EXERCISE DESCRIPTION → The string "models" appears in some lines of the entries that follow; copy each such line.

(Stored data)
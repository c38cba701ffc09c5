//! Search engine: the store and the in-memory index kept in step.

mod snippet;

use std::collections::HashMap;
use std::sync::{Arc, RwLock, RwLockReadGuard, RwLockWriteGuard};
use std::time::Instant;

use serde::Serialize;

pub use crate::models::SearchRequest;
pub use snippet::{SNIPPET_WIDTH, excerpt, snippet};

use crate::error::{StoreError, StoreResult, ToolError, ToolResult};
use crate::index::{IndexFilter, IndexedDocument, InvertedIndex, TermFrequencies};
use crate::latex::{QueryTerm, parse_query};
use crate::models::{ArxivMetadata, NewPaper, Paper, RankingMode};
use crate::store::{Store, StoreStats};

/// One ranked paper.
#[derive(Debug, Clone, Serialize)]
#[serde(rename_all = "camelCase")]
pub struct SearchHit {
    pub paper: Paper,
    pub score: f32,
    pub bm25: f32,
    pub tfidf: f32,
    pub bm25_rank: usize,
    pub tfidf_rank: usize,
    pub matched_terms: Vec<String>,
    pub snippet: String,
}

/// A page of search results.
#[derive(Debug, Clone, Serialize)]
#[serde(rename_all = "camelCase")]
pub struct SearchResponse {
    /// Number of matching papers before paging.
    pub total: usize,
    pub offset: usize,
    pub hits: Vec<SearchHit>,
    /// The parsed query, as the index saw it.
    pub query_terms: Vec<QueryTerm>,
    pub mode: RankingMode,
}

/// Index-wide statistics.
#[derive(Debug, Clone, Serialize)]
#[serde(rename_all = "camelCase")]
pub struct IndexStats {
    #[serde(flatten)]
    pub store: StoreStats,
    pub indexed_documents: usize,
    pub avg_doc_len: f32,
    pub schema_version: Option<i64>,
}

/// Store plus in-memory index.
#[derive(Debug)]
pub struct SearchEngine {
    store: Store,
    index: RwLock<InvertedIndex>,
}

impl SearchEngine {
    /// Load every stored document into a fresh index.
    pub fn open(store: Store) -> StoreResult<Self> {
        let started = Instant::now();
        let index = InvertedIndex::from_documents(store.load_documents()?);
        tracing::info!(
            documents = index.len(),
            terms = index.term_count(),
            elapsed_ms = started.elapsed().as_millis() as u64,
            "Loaded search index"
        );
        Ok(Self { store, index: RwLock::new(index) })
    }

    /// The underlying store.
    #[must_use]
    pub fn store(&self) -> &Store {
        &self.store
    }

    fn read(&self) -> StoreResult<RwLockReadGuard<'_, InvertedIndex>> {
        self.index.read().map_err(|_| StoreError::Poisoned)
    }

    fn write(&self) -> StoreResult<RwLockWriteGuard<'_, InvertedIndex>> {
        self.index.write().map_err(|_| StoreError::Poisoned)
    }

    /// Run a search on the blocking thread pool.
    ///
    /// Ranking takes the index lock and the store mutex, so request handlers
    /// go through here rather than calling [`Self::search`] on a runtime worker.
    pub async fn search_blocking(self: &Arc<Self>, request: SearchRequest) -> ToolResult<SearchResponse> {
        let engine = Arc::clone(self);
        tokio::task::spawn_blocking(move || engine.search(&request))
            .await
            .map_err(|e| ToolError::internal(format!("search task failed: {e}")))?
    }

    /// Run a search.
    pub fn search(&self, request: &SearchRequest) -> ToolResult<SearchResponse> {
        request.validate()?;
        let started = Instant::now();

        let query_terms = parse_query(&request.query);
        let filter = IndexFilter {
            year_from: request.year_from,
            year_to: request.year_to,
            category: request.category.clone().filter(|c| !c.trim().is_empty()),
        };

        let ranked = self.read()?.rank(&query_terms, request.mode, &filter);
        let total = ranked.len();
        let page: Vec<_> = ranked.into_iter().skip(request.offset).take(request.limit).collect();

        let ids: Vec<i64> = page.iter().map(|r| r.doc).collect();
        let mut papers: HashMap<i64, Paper> =
            self.store.papers(&ids)?.into_iter().map(|p| (p.id, p)).collect();

        let hits = page
            .into_iter()
            .filter_map(|r| {
                let paper = papers.remove(&r.doc)?;
                let snippet = snippet(&paper, &query_terms);
                Some(SearchHit {
                    paper,
                    score: r.score,
                    bm25: r.bm25,
                    tfidf: r.tfidf,
                    bm25_rank: r.bm25_rank,
                    tfidf_rank: r.tfidf_rank,
                    matched_terms: r.matched_terms,
                    snippet,
                })
            })
            .collect::<Vec<_>>();

        tracing::debug!(
            query = %request.query,
            mode = %request.mode,
            total,
            returned = hits.len(),
            elapsed_us = started.elapsed().as_micros() as u64,
            "Search complete"
        );

        Ok(SearchResponse { total, offset: request.offset, hits, query_terms, mode: request.mode })
    }

    /// Store a paper with its term frequencies and add it to the index.
    ///
    /// Cached TF-IDF norms go stale until [`Self::refresh`].
    pub fn index_document(&self, paper: &NewPaper, terms: TermFrequencies) -> StoreResult<i64> {
        let id = self.store.upsert_paper(paper, &terms)?;
        // Enriched metadata may have survived the upsert.
        let (year, categories) = match self.store.paper(id)? {
            Some(stored) => (stored.year, stored.categories),
            None => (paper.year, paper.categories.clone()),
        };
        self.write()?.insert(IndexedDocument { id, terms, year, categories });
        Ok(id)
    }

    /// Recompute cached index statistics after a batch of changes.
    pub fn refresh(&self) -> StoreResult<()> {
        self.write()?.refresh();
        Ok(())
    }

    /// Remove a paper from store and index.
    pub fn remove(&self, arxiv_id: &str) -> StoreResult<bool> {
        let Some(paper) = self.store.paper_by_arxiv_id(arxiv_id)? else {
            return Ok(false);
        };
        let removed = self.store.remove_paper(arxiv_id)?;
        let mut index = self.write()?;
        index.remove(paper.id);
        index.refresh();
        Ok(removed)
    }

    /// Merge arXiv metadata and update the index filters.
    pub fn apply_metadata(&self, arxiv_id: &str, meta: &ArxivMetadata) -> StoreResult<bool> {
        if !self.store.apply_metadata(arxiv_id, meta)? {
            return Ok(false);
        }
        if let Some(paper) = self.store.paper_by_arxiv_id(arxiv_id)? {
            self.write()?.update_meta(paper.id, paper.year, paper.categories);
        }
        Ok(true)
    }

    /// Look up a paper by arXiv id.
    pub fn paper(&self, arxiv_id: &str) -> StoreResult<Option<Paper>> {
        self.store.paper_by_arxiv_id(arxiv_id)
    }

    /// Store and index statistics.
    pub fn stats(&self) -> StoreResult<IndexStats> {
        let store = self.store.stats()?;
        let index = self.read()?;
        Ok(IndexStats {
            store,
            indexed_documents: index.len(),
            avg_doc_len: index.avg_doc_len(),
            schema_version: self.store.schema_version()?,
        })
    }
}

#[cfg(test)]
mod tests {
    use super::*;
    use crate::latex::tokenize;

    fn engine_with(papers: &[(&str, &str, &str)]) -> SearchEngine {
        let engine = SearchEngine::open(Store::open_in_memory().unwrap()).unwrap();
        for (arxiv_id, title, abstract_text) in papers {
            let mut terms = TermFrequencies::new();
            for token in tokenize(title) {
                *terms.entry(token.key()).or_default() += 3.0;
            }
            for token in tokenize(abstract_text) {
                *terms.entry(token.key()).or_default() += 2.0;
            }
            let paper = NewPaper {
                arxiv_id: (*arxiv_id).to_string(),
                title: (*title).to_string(),
                abstract_text: (*abstract_text).to_string(),
                ..NewPaper::default()
            };
            engine.index_document(&paper, terms).unwrap();
        }
        engine.refresh().unwrap();
        engine
    }

    fn corpus() -> SearchEngine {
        engine_with(&[
            ("2101.00001", "Zeros of the Riemann zeta function", "We study $\\zeta(s)$ on the critical line."),
            ("2101.00002", "Sieve methods", "Bounds for primes via the large sieve."),
            ("2101.00003", "Elliptic curves", "Rank of elliptic curves over $\\mathbb{Q}$."),
        ])
    }

    #[tokio::test]
    async fn test_search_blocking_matches_inline_search() {
        let engine = Arc::new(corpus());
        let request = SearchRequest::new("large sieve");
        let inline = engine.search(&request).unwrap();
        let pooled = engine.search_blocking(request).await.unwrap();
        assert_eq!(pooled.total, 1);
        assert_eq!(pooled.hits[0].paper.arxiv_id, inline.hits[0].paper.arxiv_id);

        let err = engine.search_blocking(SearchRequest::new("   ")).await.unwrap_err();
        assert!(matches!(err, ToolError::Validation { .. }));
    }

    #[test]
    fn test_search_finds_math_command() {
        let engine = corpus();
        let response = engine.search(&SearchRequest::new("$\\zeta$")).unwrap();
        assert_eq!(response.total, 1);
        assert_eq!(response.hits[0].paper.arxiv_id, "2101.00001");
        assert_eq!(response.hits[0].matched_terms, vec!["\\zeta"]);
    }

    #[test]
    fn test_word_query_reaches_math_alias() {
        let engine = corpus();
        let response = engine.search(&SearchRequest::new("zeta")).unwrap();
        assert_eq!(response.hits[0].paper.arxiv_id, "2101.00001");
        assert!(response.hits[0].matched_terms.contains(&"\\zeta".to_string()));
    }

    #[test]
    fn test_paging() {
        let engine = corpus();
        let mut request = SearchRequest::new("sieve elliptic zeta").with_limit(1);
        let first = engine.search(&request).unwrap();
        assert_eq!(first.total, 3);
        assert_eq!(first.hits.len(), 1);

        request.offset = 2;
        let last = engine.search(&request).unwrap();
        assert_eq!(last.hits.len(), 1);
        assert_ne!(last.hits[0].paper.id, first.hits[0].paper.id);
    }

    #[test]
    fn test_validation_errors() {
        let engine = corpus();
        assert!(engine.search(&SearchRequest::new("")).is_err());
        assert!(engine.search(&SearchRequest::new("x").with_limit(500)).is_err());
    }

    #[test]
    fn test_stop_word_query_is_empty_not_error() {
        let engine = corpus();
        let response = engine.search(&SearchRequest::new("the of")).unwrap();
        assert_eq!(response.total, 0);
        assert!(response.query_terms.is_empty());
    }

    #[test]
    fn test_remove_and_stats() {
        let engine = corpus();
        assert_eq!(engine.stats().unwrap().indexed_documents, 3);
        assert!(engine.remove("2101.00002").unwrap());
        assert!(!engine.remove("2101.00002").unwrap());

        let stats = engine.stats().unwrap();
        assert_eq!(stats.indexed_documents, 2);
        assert_eq!(stats.store.papers, 2);
        assert_eq!(engine.search(&SearchRequest::new("sieve")).unwrap().total, 0);
    }

    #[test]
    fn test_category_filter_after_enrichment() {
        let engine = corpus();
        let meta = ArxivMetadata {
            arxiv_id: "2101.00003".to_string(),
            categories: vec!["math.NT".to_string()],
            ..ArxivMetadata::default()
        };
        assert!(engine.apply_metadata("2101.00003", &meta).unwrap());

        let mut request = SearchRequest::new("elliptic sieve");
        request.category = Some("math.NT".to_string());
        let response = engine.search(&request).unwrap();
        assert_eq!(response.total, 1);
        assert_eq!(response.hits[0].paper.arxiv_id, "2101.00003");
    }
}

EXERCISE OUTPUT →
pub use crate::models::SearchRequest;
use crate::models::{ArxivMetadata, NewPaper, Paper, RankingMode};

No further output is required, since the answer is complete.